TASK DESCRIPTION: Transcribe everything in the records, dropping and changing nothing.

--- DATA Enclosed Below ---

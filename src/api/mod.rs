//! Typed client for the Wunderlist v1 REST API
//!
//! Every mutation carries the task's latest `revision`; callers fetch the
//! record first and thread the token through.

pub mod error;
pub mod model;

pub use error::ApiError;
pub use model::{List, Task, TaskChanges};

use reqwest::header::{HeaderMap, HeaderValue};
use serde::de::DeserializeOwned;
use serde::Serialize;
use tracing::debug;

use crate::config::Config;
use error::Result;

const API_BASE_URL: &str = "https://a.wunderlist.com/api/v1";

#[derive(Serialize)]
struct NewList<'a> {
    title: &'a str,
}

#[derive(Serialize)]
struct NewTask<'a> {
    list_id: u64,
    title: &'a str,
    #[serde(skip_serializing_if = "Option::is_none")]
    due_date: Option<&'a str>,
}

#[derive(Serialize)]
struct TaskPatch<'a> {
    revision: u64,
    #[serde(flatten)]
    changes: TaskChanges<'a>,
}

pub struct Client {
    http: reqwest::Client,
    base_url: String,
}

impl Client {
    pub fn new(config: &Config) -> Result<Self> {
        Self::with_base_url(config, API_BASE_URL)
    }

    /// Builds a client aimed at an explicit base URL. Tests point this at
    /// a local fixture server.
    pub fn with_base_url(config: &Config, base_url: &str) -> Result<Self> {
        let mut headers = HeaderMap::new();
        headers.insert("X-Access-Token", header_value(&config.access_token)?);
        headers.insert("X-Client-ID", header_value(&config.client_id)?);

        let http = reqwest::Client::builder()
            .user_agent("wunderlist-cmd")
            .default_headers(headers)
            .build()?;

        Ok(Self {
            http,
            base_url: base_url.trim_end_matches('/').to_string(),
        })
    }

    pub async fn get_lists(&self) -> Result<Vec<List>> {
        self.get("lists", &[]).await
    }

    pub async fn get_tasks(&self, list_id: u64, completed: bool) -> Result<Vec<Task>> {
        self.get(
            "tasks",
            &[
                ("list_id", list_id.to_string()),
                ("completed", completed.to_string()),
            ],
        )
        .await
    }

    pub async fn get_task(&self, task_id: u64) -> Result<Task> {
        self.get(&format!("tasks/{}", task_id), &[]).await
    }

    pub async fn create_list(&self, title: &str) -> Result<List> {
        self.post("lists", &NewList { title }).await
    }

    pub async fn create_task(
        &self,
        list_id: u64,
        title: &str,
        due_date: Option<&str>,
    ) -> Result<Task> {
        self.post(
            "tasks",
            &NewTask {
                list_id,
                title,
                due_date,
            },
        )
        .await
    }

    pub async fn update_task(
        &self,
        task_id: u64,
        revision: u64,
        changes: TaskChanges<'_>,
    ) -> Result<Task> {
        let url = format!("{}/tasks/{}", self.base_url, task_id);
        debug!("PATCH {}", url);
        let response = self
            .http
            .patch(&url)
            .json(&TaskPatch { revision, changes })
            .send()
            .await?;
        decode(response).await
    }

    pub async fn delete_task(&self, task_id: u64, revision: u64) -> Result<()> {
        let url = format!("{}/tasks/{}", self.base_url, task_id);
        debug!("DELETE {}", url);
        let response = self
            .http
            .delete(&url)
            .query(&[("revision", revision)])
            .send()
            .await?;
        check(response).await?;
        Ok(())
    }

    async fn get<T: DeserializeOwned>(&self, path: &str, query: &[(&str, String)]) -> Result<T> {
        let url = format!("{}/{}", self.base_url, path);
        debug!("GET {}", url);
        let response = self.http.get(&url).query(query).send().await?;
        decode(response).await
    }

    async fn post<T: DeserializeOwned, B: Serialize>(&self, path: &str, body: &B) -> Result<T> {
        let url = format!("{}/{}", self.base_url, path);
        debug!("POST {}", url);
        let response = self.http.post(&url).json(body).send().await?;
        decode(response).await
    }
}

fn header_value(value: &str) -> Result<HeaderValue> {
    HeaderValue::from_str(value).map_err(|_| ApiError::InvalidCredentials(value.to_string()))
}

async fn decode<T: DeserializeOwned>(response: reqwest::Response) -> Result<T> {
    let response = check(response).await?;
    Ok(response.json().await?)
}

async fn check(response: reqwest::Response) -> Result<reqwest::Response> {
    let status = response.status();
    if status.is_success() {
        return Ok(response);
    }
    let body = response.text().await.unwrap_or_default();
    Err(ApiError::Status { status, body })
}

--- End of Enclosed DATA ---

ANSWER SECTION:
filename src/api/mod.rs
//! Typed client for the Wunderlist v1 REST API
//!
//! Every mutation carries the task's latest `revision`; callers fetch the
//! record first and thread the token through.

pub mod error;
pub mod model;

pub use error::ApiError;
pub use model::{List, Task, TaskChanges};

use reqwest::header::{HeaderMap, HeaderValue};
use serde::de::DeserializeOwned;
use serde::Serialize;
use tracing::debug;

use crate::config::Config;
use error::Result;

const API_BASE_URL: &str = "https://a.wunderlist.com/api/v1";

#[derive(Serialize)]
struct NewList<'a> {
    title: &'a str,
}

#[derive(Serialize)]
struct NewTask<'a> {
    list_id: u64,
    title: &'a str,
    #[serde(skip_serializing_if = "Option::is_none")]
    due_date: Option<&'a str>,
}

#[derive(Serialize)]
struct TaskPatch<'a> {
    revision: u64,
    #[serde(flatten)]
    changes: TaskChanges<'a>,
}

pub struct Client {
    http: reqwest::Client,
    base_url: String,
}

impl Client {
    pub fn new(config: &Config) -> Result<Self> {
        Self::with_base_url(config, API_BASE_URL)
    }

    /// Builds a client aimed at an explicit base URL. Tests point this at
    /// a local fixture server.
    pub fn with_base_url(config: &Config, base_url: &str) -> Result<Self> {
        let mut headers = HeaderMap::new();
        headers.insert("X-Access-Token", header_value(&config.access_token)?);
        headers.insert("X-Client-ID", header_value(&config.client_id)?);

        let http = reqwest::Client::builder()
            .user_agent("wunderlist-cmd")
            .default_headers(headers)
            .build()?;

        Ok(Self {
            http,
            base_url: base_url.trim_end_matches('/').to_string(),
        })
    }

    pub async fn get_lists(&self) -> Result<Vec<List>> {
        self.get("lists", &[]).await
    }

    pub async fn get_tasks(&self, list_id: u64, completed: bool) -> Result<Vec<Task>> {
        self.get(
            "tasks",
            &[
                ("list_id", list_id.to_string()),
                ("completed", completed.to_string()),
            ],
        )
        .await
    }

    pub async fn get_task(&self, task_id: u64) -> Result<Task> {
        self.get(&format!("tasks/{}", task_id), &[]).await
    }

    pub async fn create_list(&self, title: &str) -> Result<List> {
        self.post("lists", &NewList { title }).await
    }

    pub async fn create_task(
        &self,
        list_id: u64,
        title: &str,
        due_date: Option<&str>,
    ) -> Result<Task> {
        self.post(
            "tasks",
            &NewTask {
                list_id,
                title,
                due_date,
            },
        )
        .await
    }

    pub async fn update_task(
        &self,
        task_id: u64,
        revision: u64,
        changes: TaskChanges<'_>,
    ) -> Result<Task> {
        let url = format!("{}/tasks/{}", self.base_url, task_id);
        debug!("PATCH {}", url);
        let response = self
            .http
            .patch(&url)
            .json(&TaskPatch { revision, changes })
            .send()
            .await?;
        decode(response).await
    }

    pub async fn delete_task(&self, task_id: u64, revision: u64) -> Result<()> {
        let url = format!("{}/tasks/{}", self.base_url, task_id);
        debug!("DELETE {}", url);
        let response = self
            .http
            .delete(&url)
            .query(&[("revision", revision)])
            .send()
            .await?;
        check(response).await?;
        Ok(())
    }

    async fn get<T: DeserializeOwned>(&self, path: &str, query: &[(&str, String)]) -> Result<T> {
        let url = format!("{}/{}", self.base_url, path);
        debug!("GET {}", url);
        let response = self.http.get(&url).query(query).send().await?;
        decode(response).await
    }

    async fn post<T: DeserializeOwned, B: Serialize>(&self, path: &str, body: &B) -> Result<T> {
        let url = format!("{}/{}", self.base_url, path);
        debug!("POST {}", url);
        let response = self.http.post(&url).json(body).send().await?;
        decode(response).await
    }
}

fn header_value(value: &str) -> Result<HeaderValue> {
    HeaderValue::from_str(value).map_err(|_| ApiError::InvalidCredentials(value.to_string()))
}

async fn decode<T: DeserializeOwned>(response: reqwest::Response) -> Result<T> {
    let response = check(response).await?;
    Ok(response.json().await?)
}

async fn check(response: reqwest::Response) -> Result<reqwest::Response> {
    let status = response.status();
    if status.is_success() {
        return Ok(response);
    }
    let body = response.text().await.unwrap_or_default();
    Err(ApiError::Status { status, body })
}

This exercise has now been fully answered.